Softbank has announced its purchase of Sprint, in a deal valued at $20 billion. This cash infusion will give Sprint a much-needed boost, ensuring that the company can continue with its current LTE network roll-out, which is key to the long-term success of the carrier.
But beyond the cash infusion, the benefits of the deal are a little more of a head-scratcher, with little-to-no synergies between Softbank and Sprint. Having said that, industry speculation has circulated around two potential benefits of the deal, namely the ability for Sprint to now acquire T-Mobile and leverage Japanese technology to drive a new level of innovation in the U.S. market. However, neither of these scenarios is likely in our opinion.
The theory that Sprint will move to acquire T-Mobile (with MetroPCS rolled in for good luck) is more a case of wishful thinking than reality. The DoJ blocked AT&T’s acquisition of T-Mobile based, at least partially, on the argument that the merger would result in a less competitive landscape (with only three large carriers). And it should be noted that one of the loudest proponents of this theory was Sprint. The suggestion that Sprint (backed by Softbank) could succeed where it successfully argued that AT&T could not seems implausible. The case would remain that the U.S. market would be dominated by three, not four major competitors. Indeed, one could expect AT&T to be incredibly vocal on the matter, with good reason.
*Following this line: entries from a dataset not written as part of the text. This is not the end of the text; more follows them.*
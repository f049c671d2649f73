//! Exponential back-off for rate-limited searches.
//!
//! Only [`SearchError::RateLimited`] is retried. Every other error is
//! returned on first sight. Each rate-limited attempt is followed by its
//! wait; once the last attempt's wait has elapsed the run gives up with
//! [`SearchError::RateLimitExceeded`].

use std::future::Future;
use std::time::Duration;

use crate::error::SearchError;

/// Attempt budget and wait schedule for rate-limited searches.
///
/// With the defaults (3 attempts, 60 s base) the waits are 60 s, 120 s and
/// 240 s, so a sustained rate limit costs about seven minutes per query.
#[derive(Debug, Clone, Copy, PartialEq, Eq)]
pub struct BackoffPolicy {
    /// Total calls to the search service, first one included.
    pub max_attempts: u32,
    /// Wait after the first rate-limited attempt; doubles for each later one.
    pub base_delay: Duration,
}

impl Default for BackoffPolicy {
    fn default() -> Self {
        Self {
            max_attempts: 3,
            base_delay: Duration::from_secs(60),
        }
    }
}

impl BackoffPolicy {
    /// A zero `max_attempts` is treated as one attempt.
    #[must_use]
    pub fn from_secs(max_attempts: u32, base_secs: u64) -> Self {
        Self {
            max_attempts: max_attempts.max(1),
            base_delay: Duration::from_secs(base_secs),
        }
    }

    /// Wait after rate-limited attempt number `attempt` (1-based):
    /// `base_delay * 2^(attempt - 1)`.
    #[must_use]
    pub fn delay_for(&self, attempt: u32) -> Duration {
        let factor = 1u32 << attempt.saturating_sub(1).min(16);
        self.base_delay.saturating_mul(factor)
    }

    /// Every wait the policy can impose, in order.
    pub fn schedule(&self) -> impl Iterator<Item = Duration> + '_ {
        (1..=self.max_attempts.max(1)).map(|attempt| self.delay_for(attempt))
    }
}

pub(crate) fn is_retriable(err: &SearchError) -> bool {
    matches!(err, SearchError::RateLimited { .. })
}

/// Runs `operation`, retrying rate-limited attempts per `policy`.
///
/// # Errors
///
/// - [`SearchError::RateLimitExceeded`] once all `policy.max_attempts`
///   attempts were rate limited and the final wait has elapsed.
/// - Any non-rate-limit error from `operation`, unchanged and without retry.
pub async fn retry_rate_limited<T, F, Fut>(
    policy: &BackoffPolicy,
    mut operation: F,
) -> Result<T, SearchError>
where
    F: FnMut() -> Fut,
    Fut: Future<Output = Result<T, SearchError>>,
{
    let max_attempts = policy.max_attempts.max(1);
    let mut attempt = 0u32;
    loop {
        attempt += 1;
        match operation().await {
            Ok(value) => return Ok(value),
            Err(err) if !is_retriable(&err) => return Err(err),
            Err(err) => {
                let delay = policy.delay_for(attempt);
                tracing::warn!(
                    attempt,
                    max_attempts,
                    delay_secs = delay.as_secs(),
                    error = %err,
                    "search rate limited; backing off"
                );
                tokio::time::sleep(delay).await;
                if attempt >= max_attempts {
                    tracing::error!(attempts = attempt, "search rate limit attempts exhausted");
                    return Err(SearchError::RateLimitExceeded { attempts: attempt });
                }
            }
        }
    }
}
use std::future::Future;

use crate::error::SentimentError;

/// Class probabilities for one input, indexed like
/// [`pulso_core::Sentiment::CLASS_ORDER`] (negative, neutral, positive).
pub type ClassScores = [f32; 3];

/// A pretrained three-class sentiment model.
///
/// Implementations tokenize and score a whole batch in one call and return
/// one [`ClassScores`] per input, in input order.
pub trait SentimentModel {
    fn predict(
        &self,
        texts: &[&str],
    ) -> impl Future<Output = Result<Vec<ClassScores>, SentimentError>> + Send;
}
use pulso_search::SearchError;
use pulso_sentiment::SentimentError;
use thiserror::Error;

/// Failures that end a whole analysis run, or prevent one from starting.
///
/// Per-concept search failures and per-batch inference failures never
/// become a `PipelineError`; they are logged and the run carries on.
#[derive(Debug, Error)]
pub enum PipelineError {
    #[error("invalid analysis request: {0}")]
    InvalidRequest(String),

    /// The run stopped unexpectedly (panic or cancellation).
    #[error("analysis run failed: {0}")]
    Aborted(String),

    #[error("search client setup failed: {0}")]
    SearchSetup(#[source] SearchError),

    #[error("sentiment model setup failed: {0}")]
    SentimentSetup(#[source] SentimentError),
}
Additionally, such a merger would be painful to swallow. A combined Sprint/T-Mobile/MetroPCS entity (if it were to be allowed) would take years to merge into a cohesive unit and by the time it was all completed into a unified network, the U.S. market would have effectively become a two-carrier nation. Rather, T-Mobile and Sprint would be better suited to remain distinct competitors.
Another suggested benefit of the Softbank acquisition would be the potential infusion of mobile banking and other innovative technologies that exist in the Japanese market, but have not yet succeeded (or even transpired) in the U.S. market. On this suggestion, we would also like to throw some cold water. While Softbank – and other Japanese carriers such as NTT DoCoMo – have been long time proponents of mobile banking and other technologies, this does not necessarily mean that Softbank would be able to quickly bring these to the U.S. market.
NTT DoCoMo was an investor in AT&T Wireless (the original “blue” version) and the goal there was to bring DoCoMo’s much-vaunted i-Mode mobile web solution to the U.S. (not to mention NFC capabilities). And while i-Mode did make an appearance (as mMode), it fizzled quickly. Simply put: what works in another country does not necessarily succeed in the U.S. with its vast (and very diverse) population and different regulatory structure.
Which leaves a bit of a head-scratcher: why exactly is Softbank interested in Sprint? The answer could simply be that Sprint is the number three carrier and – with the correct nurturing – could be a very valuable addition to Softbank’s portfolio. With patience and a stronger network, Sprint can definitely become a more formidable player in the U.S. in its own right. Furthermore, Softbank could potentially benefit from Sprint’s knowledge and technologies. Since the days of DoCoMo and AT&T the mobile balance has swung somewhat: with the clear focus on mobile data and Internet access, the real giants are the app developers, ranging from Google and Facebook down to the next, as yet undiscovered, super-app. And most of these are U.S. based. This is not to say the potential deal would not be mutually-beneficial: Sprint will gain from Softbank’s mobile commerce knowledge. But just don’t expect a giant leap forward if the acquisition comes to fruition.